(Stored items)
· · · ·

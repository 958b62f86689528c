//! Network availability.

use std::sync::Arc;
use std::sync::atomic::{AtomicBool, Ordering};

/// Reports whether a network path is currently usable.
///
/// Called with the client's lock held, so implementations must answer
/// immediately and must not perform I/O.
pub trait Connectivity: Send + Sync {
    fn is_available(&self) -> bool;
}

/// Always reports the network as available.
#[derive(Debug, Clone, Copy, Default)]
pub struct Online;

impl Connectivity for Online {
    fn is_available(&self) -> bool {
        true
    }
}

/// Never reports the network as available. Requests only accumulate.
#[derive(Debug, Clone, Copy, Default)]
pub struct Offline;

impl Connectivity for Offline {
    fn is_available(&self) -> bool {
        false
    }
}

/// A shared flag the host flips from its own network-change notifications.
///
/// After setting the flag back to available, call
/// [`Tracker::send`](crate::Tracker::send) to resume delivery.
#[derive(Debug, Clone)]
pub struct ConnectivityFlag {
    available: Arc<AtomicBool>,
}

impl ConnectivityFlag {
    pub fn new(available: bool) -> Self {
        Self {
            available: Arc::new(AtomicBool::new(available)),
        }
    }

    pub fn set(&self, available: bool) {
        self.available.store(available, Ordering::Release);
    }
}

impl Default for ConnectivityFlag {
    fn default() -> Self {
        Self::new(true)
    }
}

impl Connectivity for ConnectivityFlag {
    fn is_available(&self) -> bool {
        self.available.load(Ordering::Acquire)
    }
}

#[cfg(test)]
mod tests {
    use super::*;

    #[test]
    fn flag_clones_share_state() {
        let flag = ConnectivityFlag::new(false);
        let observer = flag.clone();
        assert!(!observer.is_available());
        flag.set(true);
        assert!(observer.is_available());
    }

    #[test]
    fn fixed_sources() {
        assert!(Online.is_available());
        assert!(!Offline.is_available());
    }
}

· · · ·

[What is expected]:
Working through the data above, find every line holding "must" and copy it.

[Answer section]:
/// Called with the client's lock held, so implementations must answer
/// immediately and must not perform I/O.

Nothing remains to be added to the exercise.